Pattern Recognition & Machine Learning Laboratory

Building trustworthy AI for healthcare through collaborative research and student mentoring

Lab Mission & Vision

Lab Mission

The mission of the Oladunni Lab is to create reliable and explainable AI systems that improve human health and decision making. We advance scientific understanding through innovative research, high-quality publications, and real-world impact. We also train students to become capable, ethical, and forward-thinking contributors to the computing field.

Lab Overview

The Oladunni Lab conducts rigorous, theory-driven research in trustworthy AI for cardiovascular health. Our work is grounded in 9 complementary theoretical frameworks (CST, CFD, EAT, PIT, PECT, CPGT, ADT, AVCT, PTT) that span from foundational dynamics to clinical applications. We design methods that are interpretable, physiologically principled, and rigorously validated—combining deep learning, signal processing, and dynamical systems theory to solve problems in cardiac wellness monitoring, cuffless blood pressure estimation, and demographic equity in wearable AI.

Student Opportunities

Join Our Lab

The Oladunni Lab provides hands-on research experiences in machine learning, biomedical AI, and applied data science. Students work on real datasets, contribute to ongoing publications, and build practical skills that prepare them for graduate study and industry careers.

What We Look For

Curiosity & Initiative

Genuine interest in AI, healthcare, or signal processing

Technical Foundation

Solid programming skills in Python, experience with ML libraries

Discipline & Reliability

Commitment to rigorous research and meeting deadlines

Communication Skills

Ability to articulate ideas clearly in writing and presentations

What You'll Gain

Mentorship from experienced researchers

Hands-on experience with cutting-edge machine learning techniques

Opportunity to co-author peer-reviewed publications

Exposure to real medical datasets and research workflows

Professional development in academic writing and presentation

Interested? Contact Dr. Oladunni with your resume, CV, and a statement of research interests.

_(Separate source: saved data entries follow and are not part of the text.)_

//! Scripted MNS client used by adapter and job tests.
//!
//! Each operation pops the next scripted result; when nothing is scripted it
//! falls back to a neutral success (or `MessageNotExist` for receives). Every
//! call is recorded for later assertions.

use crate::client::MnsClient;
use crate::error::MnsError;
use crate::message::{
    BatchDeleteOutcome, MessageId, QueueAttributes, QueueName, ReceiptHandle, ReceivedMessage,
    SendMessageRequest, SendMessageResponse, Timestamp, VisibilityChange,
};
use async_trait::async_trait;
use std::collections::VecDeque;
use std::sync::Mutex;

/// One recorded client call
#[derive(Debug, Clone, PartialEq, Eq)]
pub enum Call {
    SendMessage {
        queue: String,
        request: SendMessageRequest,
    },
    ReceiveMessage {
        queue: String,
        wait_seconds: Option<u32>,
    },
    BatchReceiveMessage {
        queue: String,
        num_of_messages: u32,
        wait_seconds: Option<u32>,
    },
    BatchDeleteMessage {
        queue: String,
        receipt_handles: Vec<String>,
    },
    ChangeMessageVisibility {
        queue: String,
        receipt_handle: String,
        visibility_timeout: u32,
    },
    DeleteMessage {
        queue: String,
        receipt_handle: String,
    },
    GetQueueAttributes {
        queue: String,
    },
}

#[derive(Default)]
pub struct StubClient {
    calls: Mutex<Vec<Call>>,
    send: Mutex<VecDeque<Result<SendMessageResponse, MnsError>>>,
    receive: Mutex<VecDeque<Result<ReceivedMessage, MnsError>>>,
    batch_receive: Mutex<VecDeque<Result<Vec<ReceivedMessage>, MnsError>>>,
    batch_delete: Mutex<VecDeque<Result<BatchDeleteOutcome, MnsError>>>,
    visibility: Mutex<VecDeque<Result<VisibilityChange, MnsError>>>,
    delete: Mutex<VecDeque<Result<(), MnsError>>>,
    attributes: Mutex<VecDeque<Result<QueueAttributes, MnsError>>>,
}

impl StubClient {
    pub fn new() -> Self {
        Self::default()
    }

    pub fn calls(&self) -> Vec<Call> {
        self.calls.lock().unwrap().clone()
    }

    pub fn sent_requests(&self) -> Vec<SendMessageRequest> {
        self.calls()
            .into_iter()
            .filter_map(|call| match call {
                Call::SendMessage { request, .. } => Some(request),
                _ => None,
            })
            .collect()
    }

    pub fn on_send(&self, result: Result<SendMessageResponse, MnsError>) -> &Self {
        self.send.lock().unwrap().push_back(result);
        self
    }

    pub fn on_receive(&self, result: Result<ReceivedMessage, MnsError>) -> &Self {
        self.receive.lock().unwrap().push_back(result);
        self
    }

    pub fn on_batch_receive(&self, result: Result<Vec<ReceivedMessage>, MnsError>) -> &Self {
        self.batch_receive.lock().unwrap().push_back(result);
        self
    }

    pub fn on_batch_delete(&self, result: Result<BatchDeleteOutcome, MnsError>) -> &Self {
        self.batch_delete.lock().unwrap().push_back(result);
        self
    }

    pub fn on_change_visibility(&self, result: Result<VisibilityChange, MnsError>) -> &Self {
        self.visibility.lock().unwrap().push_back(result);
        self
    }

    pub fn on_delete(&self, result: Result<(), MnsError>) -> &Self {
        self.delete.lock().unwrap().push_back(result);
        self
    }

    pub fn on_attributes(&self, result: Result<QueueAttributes, MnsError>) -> &Self {
        self.attributes.lock().unwrap().push_back(result);
        self
    }

    fn record(&self, call: Call) {
        self.calls.lock().unwrap().push(call);
    }
}

fn next<T>(script: &Mutex<VecDeque<Result<T, MnsError>>>) -> Option<Result<T, MnsError>> {
    script.lock().unwrap().pop_front()
}

/// Build a received message with the given identity and body
pub fn received(
    message_id: &str,
    receipt_handle: &str,
    body: &str,
    dequeue_count: u32,
) -> ReceivedMessage {
    ReceivedMessage {
        message_id: message_id.parse().unwrap(),
        receipt_handle: ReceiptHandle::from(receipt_handle),
        body: body.to_string(),
        body_md5: None,
        dequeue_count,
        enqueue_time: Some(Timestamp::now()),
        first_dequeue_time: None,
        next_visible_time: None,
        priority: None,
    }
}

/// Build `count` messages with distinct ids and handles
pub fn received_batch(prefix: &str, count: usize) -> Vec<ReceivedMessage> {
    (0..count)
        .map(|i| {
            received(
                &format!("{}-{}", prefix, i),
                &format!("handle-{}-{}", prefix, i),
                "{}",
                1,
            )
        })
        .collect()
}

pub fn sent(message_id: &str) -> SendMessageResponse {
    SendMessageResponse {
        message_id: message_id.parse().unwrap(),
        body_md5: None,
    }
}

#[async_trait]
impl MnsClient for StubClient {
    async fn send_message(
        &self,
        queue: &QueueName,
        request: SendMessageRequest,
    ) -> Result<SendMessageResponse, MnsError> {
        self.record(Call::SendMessage {
            queue: queue.to_string(),
            request,
        });
        next(&self.send).unwrap_or_else(|| {
            Ok(SendMessageResponse {
                message_id: MessageId::generate(),
                body_md5: None,
            })
        })
    }

    async fn receive_message(
        &self,
        queue: &QueueName,
        wait_seconds: Option<u32>,
    ) -> Result<ReceivedMessage, MnsError> {
        self.record(Call::ReceiveMessage {
            queue: queue.to_string(),
            wait_seconds,
        });
        next(&self.receive)
            .unwrap_or_else(|| Err(MnsError::message_not_exist("Message not exist.")))
    }

    async fn batch_receive_message(
        &self,
        queue: &QueueName,
        num_of_messages: u32,
        wait_seconds: Option<u32>,
    ) -> Result<Vec<ReceivedMessage>, MnsError> {
        self.record(Call::BatchReceiveMessage {
            queue: queue.to_string(),
            num_of_messages,
            wait_seconds,
        });
        next(&self.batch_receive)
            .unwrap_or_else(|| Err(MnsError::message_not_exist("Message not exist.")))
    }

    async fn batch_delete_message(
        &self,
        queue: &QueueName,
        receipt_handles: &[ReceiptHandle],
    ) -> Result<BatchDeleteOutcome, MnsError> {
        self.record(Call::BatchDeleteMessage {
            queue: queue.to_string(),
            receipt_handles: receipt_handles.iter().map(|h| h.to_string()).collect(),
        });
        next(&self.batch_delete).unwrap_or_else(|| Ok(BatchDeleteOutcome::default()))
    }

    async fn change_message_visibility(
        &self,
        queue: &QueueName,
        receipt_handle: &ReceiptHandle,
        visibility_timeout: u32,
    ) -> Result<VisibilityChange, MnsError> {
        self.record(Call::ChangeMessageVisibility {
            queue: queue.to_string(),
            receipt_handle: receipt_handle.to_string(),
            visibility_timeout,
        });
        next(&self.visibility).unwrap_or_else(|| {
            Ok(VisibilityChange {
                receipt_handle: ReceiptHandle::new(format!("{}-next", receipt_handle)),
                next_visible_time: None,
            })
        })
    }

    async fn delete_message(
        &self,
        queue: &QueueName,
        receipt_handle: &ReceiptHandle,
    ) -> Result<(), MnsError> {
        self.record(Call::DeleteMessage {
            queue: queue.to_string(),
            receipt_handle: receipt_handle.to_string(),
        });
        next(&self.delete).unwrap_or(Ok(()))
    }

    async fn get_queue_attributes(&self, queue: &QueueName) -> Result<QueueAttributes, MnsError> {
        self.record(Call::GetQueueAttributes {
            queue: queue.to_string(),
        });
        next(&self.attributes).unwrap_or_else(|| Ok(QueueAttributes::default()))
    }
}
//! Job payload encoding and delay resolution.
//!
//! The queue adapter does not know how jobs are serialized or what "now" is;
//! both are injected through the [`PayloadBuilder`] and [`Clock`] traits.

use crate::error::{QueueError, SerializationError};
use crate::message::QueueName;
use chrono::{DateTime, Duration, Utc};
use serde::{Deserialize, Serialize};
use serde_json::Value;

/// Serialized job descriptor carried as the message body
#[derive(Debug, Clone, PartialEq, Serialize, Deserialize)]
pub struct Payload {
    pub job: String,
    #[serde(default)]
    pub data: Value,
}

impl Payload {
    pub fn new(job: impl Into<String>, data: Value) -> Self {
        Self {
            job: job.into(),
            data,
        }
    }

    /// Decode a raw message body
    pub fn from_body(body: &str) -> Result<Self, SerializationError> {
        Ok(serde_json::from_str(body)?)
    }
}

/// Turns a job and its data into a message body
pub trait PayloadBuilder: Send + Sync {
    fn build(&self, job: &str, queue: &QueueName, data: &Value) -> Result<String, QueueError>;
}

/// Encodes `{"job": ..., "data": ...}` as compact JSON
#[derive(Debug, Clone, Copy, Default)]
pub struct JsonPayloadBuilder;

impl PayloadBuilder for JsonPayloadBuilder {
    fn build(&self, job: &str, _queue: &QueueName, data: &Value) -> Result<String, QueueError> {
        let payload = Payload::new(job, data.clone());
        serde_json::to_string(&payload)
            .map_err(|e| QueueError::Serialization(SerializationError::JsonError(e)))
    }
}

// ============================================================================
// Delays
// ============================================================================

/// When a delayed job should become visible
#[derive(Debug, Clone, Copy, PartialEq, Eq)]
pub enum Delay {
    /// Whole seconds from now
    Seconds(u64),
    /// Offset from now
    Duration(Duration),
    /// Absolute point in time
    At(DateTime<Utc>),
}

impl From<u64> for Delay {
    fn from(seconds: u64) -> Self {
        Self::Seconds(seconds)
    }
}

impl From<Duration> for Delay {
    fn from(duration: Duration) -> Self {
        Self::Duration(duration)
    }
}

impl From<DateTime<Utc>> for Delay {
    fn from(at: DateTime<Utc>) -> Self {
        Self::At(at)
    }
}

/// Source of the current time
pub trait Clock: Send + Sync {
    fn now(&self) -> DateTime<Utc>;

    /// Seconds from now until `delay` elapses, never negative
    fn seconds_until(&self, delay: &Delay) -> u32 {
        let seconds = match delay {
            Delay::Seconds(seconds) => i64::try_from(*seconds).unwrap_or(i64::MAX),
            Delay::Duration(duration) => duration.num_seconds(),
            Delay::At(at) => {
                // Partial seconds round up so `now + 60s` stays 60
                let millis = (*at - self.now()).num_milliseconds();
                millis.div_euclid(1000) + i64::from(millis.rem_euclid(1000) > 0)
            }
        };
        u32::try_from(seconds.max(0)).unwrap_or(u32::MAX)
    }
}

/// Wall clock
#[derive(Debug, Clone, Copy, Default)]
pub struct SystemClock;

impl Clock for SystemClock {
    fn now(&self) -> DateTime<Utc> {
        Utc::now()
    }
}

/// Clock frozen at one instant
#[derive(Debug, Clone, Copy)]
pub struct FixedClock(pub DateTime<Utc>);

impl Clock for FixedClock {
    fn now(&self) -> DateTime<Utc> {
        self.0
    }
}

// ============================================================================
// Jobs
// ============================================================================

/// A job queued through `bulk`, optionally delayed
#[derive(Debug, Clone, PartialEq, Eq)]
pub struct PendingJob {
    pub job: String,
    pub delay: Option<Delay>,
}

impl PendingJob {
    pub fn new(job: impl Into<String>) -> Self {
        Self {
            job: job.into(),
            delay: None,
        }
    }

    pub fn with_delay(mut self, delay: impl Into<Delay>) -> Self {
        self.delay = Some(delay.into());
        self
    }
}

impl From<&str> for PendingJob {
    fn from(job: &str) -> Self {
        Self::new(job)
    }
}

#[cfg(test)]
#[path = "payload_tests.rs"]
mod tests;
//! In-memory MNS emulation for testing and development.
//!
//! This module provides an in-process stand-in for an MNS account that:
//! - Honors delivery delays and visibility timeouts
//! - Issues a fresh receipt handle on every delivery and visibility change
//! - Tracks dequeue counts and reports active/inactive/delayed counts
//! - Answers an empty receive with `MessageNotExist`, like the service
//!
//! Receives never block: `wait_seconds` is accepted and ignored.

use crate::client::MnsClient;
use crate::error::{MnsError, MESSAGE_NOT_EXIST};
use crate::message::{
    BatchDeleteOutcome, DeleteFailure, MessageId, QueueAttributes, QueueName, ReceiptHandle,
    ReceivedMessage, SendMessageRequest, SendMessageResponse, Timestamp, VisibilityChange,
};
use async_trait::async_trait;
use chrono::Duration;
use std::collections::HashMap;
use std::sync::{Arc, RwLock, RwLockWriteGuard};

#[cfg(test)]
#[path = "memory_tests.rs"]
mod tests;

/// Configuration for the in-memory client
#[derive(Debug, Clone)]
pub struct InMemoryConfig {
    /// How long a received message stays hidden
    pub visibility_timeout: Duration,
    /// Create queues on first use instead of answering `QueueNotExist`
    pub auto_create_queues: bool,
}

impl Default for InMemoryConfig {
    fn default() -> Self {
        Self {
            visibility_timeout: Duration::seconds(30),
            auto_create_queues: true,
        }
    }
}

// ============================================================================
// Internal Storage Structures
// ============================================================================

/// Storage for all queues
struct QueueStorage {
    queues: HashMap<QueueName, Vec<StoredMessage>>,
    config: InMemoryConfig,
}

impl QueueStorage {
    fn new(config: InMemoryConfig) -> Self {
        Self {
            queues: HashMap::new(),
            config,
        }
    }

    /// Get a queue, creating it when allowed
    fn queue_mut(&mut self, queue: &QueueName) -> Result<&mut Vec<StoredMessage>, MnsError> {
        if self.config.auto_create_queues {
            return Ok(self.queues.entry(queue.clone()).or_default());
        }

        self.queues
            .get_mut(queue)
            .ok_or_else(|| queue_not_exist(queue))
    }

    /// Hand out up to `limit` visible messages
    fn deliver(
        &mut self,
        queue: &QueueName,
        limit: usize,
    ) -> Result<Vec<ReceivedMessage>, MnsError> {
        let visibility_timeout = self.config.visibility_timeout;
        let messages = self.queue_mut(queue)?;
        let now = Timestamp::now();

        let delivered: Vec<ReceivedMessage> = messages
            .iter_mut()
            .filter(|message| message.visible_at <= now)
            .take(limit)
            .map(|message| message.deliver(&now, visibility_timeout))
            .collect();

        if delivered.is_empty() {
            return Err(MnsError::message_not_exist("Message not exist."));
        }

        Ok(delivered)
    }
}

/// A message stored in the queue with delivery state
struct StoredMessage {
    message_id: MessageId,
    body: String,
    priority: Option<u32>,
    enqueue_time: Timestamp,
    first_dequeue_time: Option<Timestamp>,
    visible_at: Timestamp,
    dequeue_count: u32,
    receipt_handle: Option<ReceiptHandle>,
}

impl StoredMessage {
    fn from_request(request: SendMessageRequest) -> Self {
        let now = Timestamp::now();
        let delay = Duration::seconds(i64::from(request.delay_seconds.unwrap_or(0)));

        Self {
            message_id: MessageId::generate(),
            body: request.message_body,
            priority: request.priority,
            enqueue_time: now.clone(),
            first_dequeue_time: None,
            visible_at: Timestamp::from_datetime(now.as_datetime() + delay),
            dequeue_count: 0,
            receipt_handle: None,
        }
    }

    fn deliver(&mut self, now: &Timestamp, visibility_timeout: Duration) -> ReceivedMessage {
        self.dequeue_count += 1;
        self.first_dequeue_time.get_or_insert_with(|| now.clone());
        self.visible_at = Timestamp::from_datetime(now.as_datetime() + visibility_timeout);
        let receipt_handle = new_receipt_handle();
        self.receipt_handle = Some(receipt_handle.clone());

        ReceivedMessage {
            message_id: self.message_id.clone(),
            receipt_handle,
            body: self.body.clone(),
            body_md5: None,
            dequeue_count: self.dequeue_count,
            enqueue_time: Some(self.enqueue_time.clone()),
            first_dequeue_time: self.first_dequeue_time.clone(),
            next_visible_time: Some(self.visible_at.clone()),
            priority: self.priority,
        }
    }

    /// The handle is only valid while this delivery is still hidden
    fn holds(&self, handle: &ReceiptHandle, now: &Timestamp) -> bool {
        self.receipt_handle.as_ref() == Some(handle) && self.visible_at > *now
    }
}

fn new_receipt_handle() -> ReceiptHandle {
    ReceiptHandle::new(format!("1-{}", uuid::Uuid::new_v4().simple()))
}

fn queue_not_exist(queue: &QueueName) -> MnsError {
    MnsError::service(
        404,
        "QueueNotExist",
        format!("The queue name you provided is not exist: {}", queue),
    )
}

fn handle_not_exist(handle: &ReceiptHandle) -> MnsError {
    MnsError::service(
        404,
        MESSAGE_NOT_EXIST,
        format!("The message you provided is not exist: {}", handle),
    )
}

// ============================================================================
// InMemoryMnsClient
// ============================================================================

/// In-memory MNS client
///
/// Clones share the same storage, so a test can keep a handle while the
/// queue adapter owns another.
#[derive(Clone)]
pub struct InMemoryMnsClient {
    storage: Arc<RwLock<QueueStorage>>,
}

impl InMemoryMnsClient {
    /// Create new in-memory client with configuration
    pub fn new(config: InMemoryConfig) -> Self {
        Self {
            storage: Arc::new(RwLock::new(QueueStorage::new(config))),
        }
    }

    /// Create a queue explicitly; a no-op if it exists
    pub fn create_queue(&self, queue: &QueueName) -> Result<(), MnsError> {
        self.storage()?.queues.entry(queue.clone()).or_default();
        Ok(())
    }

    fn storage(&self) -> Result<RwLockWriteGuard<'_, QueueStorage>, MnsError> {
        self.storage
            .write()
            .map_err(|_| MnsError::service(500, "InternalError", "queue storage lock poisoned"))
    }
}

impl Default for InMemoryMnsClient {
    fn default() -> Self {
        Self::new(InMemoryConfig::default())
    }
}

#[async_trait]
impl MnsClient for InMemoryMnsClient {
    async fn send_message(
        &self,
        queue: &QueueName,
        request: SendMessageRequest,
    ) -> Result<SendMessageResponse, MnsError> {
        let mut storage = self.storage()?;
        let message = StoredMessage::from_request(request);
        let message_id = message.message_id.clone();
        storage.queue_mut(queue)?.push(message);

        Ok(SendMessageResponse {
            message_id,
            body_md5: None,
        })
    }

    async fn receive_message(
        &self,
        queue: &QueueName,
        _wait_seconds: Option<u32>,
    ) -> Result<ReceivedMessage, MnsError> {
        let mut delivered = self.storage()?.deliver(queue, 1)?;
        delivered
            .pop()
            .ok_or_else(|| MnsError::message_not_exist("Message not exist."))
    }

    async fn batch_receive_message(
        &self,
        queue: &QueueName,
        num_of_messages: u32,
        _wait_seconds: Option<u32>,
    ) -> Result<Vec<ReceivedMessage>, MnsError> {
        let limit = usize::try_from(num_of_messages).unwrap_or(usize::MAX);
        self.storage()?.deliver(queue, limit)
    }

    async fn batch_delete_message(
        &self,
        queue: &QueueName,
        receipt_handles: &[ReceiptHandle],
    ) -> Result<BatchDeleteOutcome, MnsError> {
        let mut storage = self.storage()?;
        let messages = storage.queue_mut(queue)?;
        let now = Timestamp::now();
        let mut outcome = BatchDeleteOutcome::default();

        for handle in receipt_handles {
            match messages.iter().position(|m| m.holds(handle, &now)) {
                Some(index) => {
                    messages.remove(index);
                }
                None => outcome.failures.push(DeleteFailure {
                    receipt_handle: handle.clone(),
                    error_code: MESSAGE_NOT_EXIST.to_string(),
                    error_message: "The message you provided is not exist.".to_string(),
                }),
            }
        }

        Ok(outcome)
    }

    async fn change_message_visibility(
        &self,
        queue: &QueueName,
        receipt_handle: &ReceiptHandle,
        visibility_timeout: u32,
    ) -> Result<VisibilityChange, MnsError> {
        let mut storage = self.storage()?;
        let messages = storage.queue_mut(queue)?;
        let now = Timestamp::now();

        let message = messages
            .iter_mut()
            .find(|m| m.holds(receipt_handle, &now))
            .ok_or_else(|| handle_not_exist(receipt_handle))?;

        let new_handle = new_receipt_handle();
        message.receipt_handle = Some(new_handle.clone());
        message.visible_at = Timestamp::from_datetime(
            now.as_datetime() + Duration::seconds(i64::from(visibility_timeout)),
        );

        Ok(VisibilityChange {
            receipt_handle: new_handle,
            next_visible_time: Some(message.visible_at.clone()),
        })
    }

    async fn delete_message(
        &self,
        queue: &QueueName,
        receipt_handle: &ReceiptHandle,
    ) -> Result<(), MnsError> {
        let mut storage = self.storage()?;
        let messages = storage.queue_mut(queue)?;
        let now = Timestamp::now();

        let index = messages
            .iter()
            .position(|m| m.holds(receipt_handle, &now))
            .ok_or_else(|| handle_not_exist(receipt_handle))?;
        messages.remove(index);
        Ok(())
    }

    async fn get_queue_attributes(&self, queue: &QueueName) -> Result<QueueAttributes, MnsError> {
        let mut storage = self.storage()?;
        let visibility_timeout = storage.config.visibility_timeout.num_seconds();
        let messages = storage.queue_mut(queue)?;
        let now = Timestamp::now();

        let mut attributes = QueueAttributes {
            queue_name: Some(queue.to_string()),
            active_messages: Some(0),
            inactive_messages: Some(0),
            delay_messages: Some(0),
            visibility_timeout: u32::try_from(visibility_timeout).ok(),
            ..Default::default()
        };

        for message in messages.iter() {
            let counter = if message.visible_at <= now {
                &mut attributes.active_messages
            } else if message.dequeue_count > 0 {
                &mut attributes.inactive_messages
            } else {
                &mut attributes.delay_messages
            };
            *counter = counter.map(|count| count + 1);
        }

        Ok(attributes)
    }
}
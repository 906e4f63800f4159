//! # MNS Queue
//!
//! Queue driver for Alibaba Cloud Message Service (MNS).
//!
//! This library provides:
//! - A queue adapter with `push`, `push_raw`, `later`, `bulk`, `pop`, `size`
//!   and `clear` over one MNS queue
//! - A job wrapper for popped messages with `release` and `delete`
//! - A signed HTTP client for the MNS REST/XML API
//! - An in-memory MNS emulation for tests and local development
//!
//! An empty queue is not an error: the service answers `MessageNotExist`,
//! which `pop` turns into `None` and `clear` treats as the end of the drain.
//!
//! ## Module Organization
//!
//! - [`error`] - Error types for all queue operations
//! - [`message`] - Identifiers and the request/response shapes of MNS calls
//! - [`client`] - The `MnsClient` capability trait
//! - [`providers`] - HTTP and in-memory clients
//! - [`payload`] - Job serialization and delay resolution
//! - [`queue`] - The queue adapter
//! - [`job`] - The job wrapper
//! - [`connector`] - Builds adapters from [`ConnectionConfig`]
//! - [`config`] - Connection settings

// Module declarations
pub mod client;
pub mod config;
pub mod connector;
pub mod error;
pub mod job;
pub mod message;
pub mod payload;
pub mod providers;
pub mod queue;

#[cfg(test)]
mod test_support;

// Re-export commonly used types at crate root for convenience
pub use client::{MnsClient, MAX_BATCH_RECEIVE, MAX_WAIT_SECONDS};
pub use config::{ConnectionConfig, HttpOptions};
pub use connector::MnsConnector;
pub use error::{
    ConfigurationError, MnsError, QueueError, SerializationError, ValidationError,
    MESSAGE_NOT_EXIST,
};
pub use job::MnsJob;
pub use message::{
    MessageId, QueueAttributes, QueueName, ReceiptHandle, ReceivedMessage, SendOptions, Timestamp,
};
pub use payload::{
    Clock, Delay, FixedClock, JsonPayloadBuilder, Payload, PayloadBuilder, PendingJob,
    SystemClock,
};
pub use providers::{InMemoryMnsClient, MnsHttpClient};
pub use queue::MnsQueue;

#[cfg(test)]
#[path = "lib_tests.rs"]
mod tests;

Research Areas for Students

Cardiac Stability Theory (CST) & Multimodal Signal Analysis

Implement the Cardiac Stability Index (CSI) from ECG and PPG signals using dynamical systems theory. Learn Lyapunov exponents, recurrence analysis, and entropy computation for physiologic complexity assessment.

Skills: Signal processing, nonlinear dynamics, Python/PyTorch

Complementary Feature Domains (CFD) & Multimodal Fusion

Design deep learning architectures that preserve complementarity across time, frequency, and time-frequency domains. Explore fusion strategies (early, late, hybrid) that enhance robustness without redundancy.

Skills: Signal representations, neural architecture design, TensorFlow/PyTorch

Attractor Domain Theory (ADT) & Cuffless Blood Pressure (AVCT)

Link cardiac attractor geometry to hemodynamic outcomes. Build smartphone PPG-based cuffless BP estimators using single-calibration AVCT framework. Work with real wearable data and validate across diverse populations.

Skills: PPG processing, machine learning, mobile app integration, clinical validation

Physiologic Trajectory Theory (PTT) & Longitudinal Monitoring

Develop Kalman state-space models for per-individual cardiac trajectory monitoring. Implement CUSUM drift detection to distinguish benign excursions from true physiologic changes in longitudinal data.

Skills: Kalman filtering, state-space modeling, time series analysis

Explainable AI & Trustworthiness (EAT)

Study interpretability methods for cardiac AI models, including saliency maps, attribution analysis, and uncertainty quantification. Validate that model explanations align with clinical reasoning and physiologic principles.

Skills: Model interpretability, visualization, clinical domain knowledge

Fairness, Equity & Demographic Validation

Validate PPG-based algorithms across Fitzpatrick skin tones (1-6). Participate in IRB-approved longitudinal studies collecting diverse smartphone PPG data. Address demographic bias in wearable health monitoring.

Skills: Fairness metrics, bias detection, IRB protocols, diverse dataset collection

Student Projects Highlights

Lab Values & Working Philosophy

Rigor & Excellence

We maintain high standards for research quality, experimental design, and publication ethics. We aim to produce work that advances the field and withstands scrutiny.

Collaboration

We work together across disciplines, institutions, and perspectives. We value diverse viewpoints and collaborative problem-solving.

Continuous Learning

We stay current with the latest techniques, engage in professional development, and mentor the next generation of researchers.

Real-World Impact

We focus on problems that matter for human health and wellbeing. We design solutions with practical applicability and social responsibility in mind.

Transparency & Interpretability

We believe AI systems should be understandable and trustworthy. We develop interpretable methods and communicate findings clearly to diverse audiences.

Ethical Practice

We conduct research ethically, respect data privacy, acknowledge limitations, and consider broader societal implications of our work.